Environmental harm and the safety are often the key categories and concepts used when citizens and activists have advocated for changes to US military infrastructure in South Korea. By Osan Air Base in Pyeongtaek South Korea, the environmental costs of US military infrastructures often call on the citizens who live near the bases. In this below a new concrete wall built by the US military had blocked the natural water flow, leading to flooding just outside the base during heavy rainfall. Formally all environmental concerns are mediated through a clause called Known Imminent Substantial Endangerment Clause which asks that citizens must prove bodily harm has been inflicted due to environmental harms caused by the US military in order to receive redress.
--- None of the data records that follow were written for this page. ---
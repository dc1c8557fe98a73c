//! HMAC-based Extract-and-Expand Key Derivation, as described in [RFC
//! 5869](https://www.rfc-editor.org/rfc/rfc5869).
//!
//! If you have a secret that isn't itself suitable for use as a key -- the output of a
//! Diffie-Hellman exchange, say, or a long-lived master secret -- and you need one or more proper
//! keys from it, then HKDF is what you want.  It happens in two steps:
//!
//! 1. **Extract** squeezes the input keying material (and an optional, non-secret salt) down into
//!    a fixed-length [`Prk`], a pseudorandom key that is as long as the underlying hash's digest.
//!
//! 2. **Expand** stretches that [`Prk`] out into as much output keying material as you ask for
//!    (up to 255 times the digest length), bound to an `info` string describing what the key is
//!    for.  Different `info`, different keys.
//!
//! You can call [`extract`] and [`expand`] (or [`derive`], which does both) directly, or create
//! an [`Hkdf`], which extracts once and then expands as many times as you like.
//!
//! ```rust
//! # use hkdf_engine::{Error, Hkdf};
//! # fn main() -> Result<(), Error> {
//! let hkdf = Hkdf::new(b"master secret", b"")?;
//!
//! let encryption_key = hkdf.expand(b"encryption", 32)?;
//! let signing_key = hkdf.expand(b"signing", 64)?;
//! # assert_ne!(encryption_key[..], signing_key[..32]);
//! # Ok(())
//! # }
//! ```
//!
//! # Picking a Hash
//!
//! The default is HMAC-SHA-512.  Anything implementing [`HashFunction`] can be used instead;
//! [`Sha1`], [`Sha256`], [`Sha384`] and [`Sha512`] are provided, and [`Algorithm`] lets you choose
//! between them at runtime.  Whatever you pick, extract and expand must use the same hash.
//!
//! Output keys are just bytes.  If you compare them, do it in constant time.
mod engine;
mod error;
mod hash;
mod kdf;
mod prk;

#[cfg(test)]
mod test_support;

pub use engine::Hkdf;
pub use error::Error;
pub use hash::{Algorithm, HashFunction, Sha1, Sha256, Sha384, Sha512, max_output_length};
pub use kdf::{derive, expand, expand_into, extract};
pub use prk::{Prk, generate_salt};
use secrecy::zeroize::Zeroize as _;

use super::{Error, HashFunction, Prk, max_output_length};

/// HKDF-Extract: condense `ikm` and `salt` into a [`Prk`].
///
/// An empty `salt` is replaced by `hash.digest_size()` zero bytes before use, so "no salt" and
/// "empty salt" are the same thing.
///
/// # Errors
///
/// Only [`Error::Primitive`], if `hash` fails.
#[tracing::instrument(level = "trace", skip_all, fields(hash = hash.name()))]
pub fn extract<H: HashFunction + ?Sized>(
	ikm: &[u8],
	salt: &[u8],
	hash: &H,
) -> Result<Prk, Error> {
	let zeroes;
	let salt = if salt.is_empty() {
		zeroes = vec![0u8; hash.digest_size()];
		&zeroes[..]
	} else {
		salt
	};

	let prk = checked_mac(hash, salt, ikm)?;

	Ok(prk.into())
}

/// HKDF-Expand: stretch `prk` into `length` bytes of output keying material bound to `info`.
///
/// Output for a shorter `length` is always a prefix of the output for a longer one.
///
/// # Errors
///
/// * [`Error::InvalidLength`] if `length` is more than 255 times the digest size of `hash`.
///   This is checked before any MAC is computed.
/// * [`Error::Primitive`] if `hash` fails.
#[tracing::instrument(level = "trace", skip(prk, info, hash), fields(hash = hash.name()))]
pub fn expand<H: HashFunction + ?Sized>(
	prk: &[u8],
	info: &[u8],
	length: usize,
	hash: &H,
) -> Result<Vec<u8>, Error> {
	check_length(length, hash)?;

	let mut okm = vec![0u8; length];

	expand_into(prk, info, &mut okm, hash)?;

	Ok(okm)
}

/// Like [`expand`], but fills `okm` instead of allocating; the requested length is `okm.len()`.
///
/// On error `okm` is left zeroed.
///
/// # Errors
///
/// As for [`expand`].
pub fn expand_into<H: HashFunction + ?Sized>(
	prk: &[u8],
	info: &[u8],
	okm: &mut [u8],
	hash: &H,
) -> Result<(), Error> {
	let length = okm.len();
	check_length(length, hash)?;

	let mut block: Vec<u8> = Vec::new();
	let mut message: Vec<u8> = Vec::with_capacity(hash.digest_size() + info.len() + 1);
	let mut block_index: usize = 1;
	let mut filled = 0;

	let result = loop {
		if filled >= length {
			break Ok(());
		}

		// T(i) = MAC(PRK, T(i-1) || info || i)
		message.clear();
		message.extend_from_slice(&block);
		message.extend_from_slice(info);
		message.push((block_index % 256) as u8);

		block.zeroize();
		block = match checked_mac(hash, prk, &message) {
			Ok(b) => b,
			Err(e) => break Err(e),
		};

		let take = block.len().min(length - filled);
		okm[filled..filled + take].copy_from_slice(&block[..take]);
		filled += take;
		block_index += 1;
	};

	block.zeroize();
	message.zeroize();

	if result.is_err() {
		okm.zeroize();
	}

	result
}

/// Extract, then expand: the whole of HKDF in one call.
///
/// ```rust
/// # use hkdf_engine::{Error, Sha256};
/// # fn main() -> Result<(), Error> {
/// let okm = hkdf_engine::derive(b"shared secret", b"some salt", b"session key", 32, &Sha256)?;
///
/// assert_eq!(32, okm.len());
/// # Ok(())
/// # }
/// ```
///
/// # Errors
///
/// As for [`extract`] and [`expand`].
#[tracing::instrument(level = "trace", skip(ikm, salt, info, hash), fields(hash = hash.name()))]
pub fn derive<H: HashFunction + ?Sized>(
	ikm: &[u8],
	salt: &[u8],
	info: &[u8],
	length: usize,
	hash: &H,
) -> Result<Vec<u8>, Error> {
	let prk = extract(ikm, salt, hash)?;

	expand(prk.expose_secret(), info, length, hash)
}

fn check_length<H: HashFunction + ?Sized>(length: usize, hash: &H) -> Result<(), Error> {
	let max = max_output_length(hash);

	if length > max {
		tracing::debug!(length, max, "Refusing to expand beyond the HKDF output limit");
		return Err(Error::invalid_length(length, max));
	}

	Ok(())
}

fn checked_mac<H: HashFunction + ?Sized>(
	hash: &H,
	key: &[u8],
	message: &[u8],
) -> Result<Vec<u8>, Error> {
	let mut out = hash.mac(key, message)?;

	if out.len() != hash.digest_size() {
		let len = out.len();
		out.zeroize();
		return Err(Error::primitive(format!(
			"{} returned {len} bytes, expected {}",
			hash.name(),
			hash.digest_size()
		)));
	}

	Ok(out)
}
The US military often chooses to ignore claims of US military infrastructure effecting the daily lives of citizens who live near the occupation as the local governments and lawyers are often hesitant to approach the US military about grievances due to the financial support the city receives for hosting US military infrastructure. While environmental protections exist, when they are used and how they are used are often dictated by the US military who are not lawfully accountable for the citizen's livelihoods or concerns with US military infrastructure. In the case of this flooding incident, an activist organization was able to pressure the local government to make a complaint. It resulted in the construction of a drainage system which sits outside of the US military base and inside the property of a local citizen's land. Because all US military infrastructure technically maintains control over the land 3 past it's actual construction it remains up for debate whether the construction of the drainage system should be seen as a base expansion or not.

Cho, Tony. 2023. "Drainage system for Osan Air Base in reaction to flooding outside its borders." In 4S Paraconference X EiJ: Building a Global Record, curated by Misria Shaik Ali, Kim Fortun, Phillip Baum and Prerna Srigyan. Annual Meeting of the Society of Social Studies of Science. Honolulu, Hawaii, Nov 8-11.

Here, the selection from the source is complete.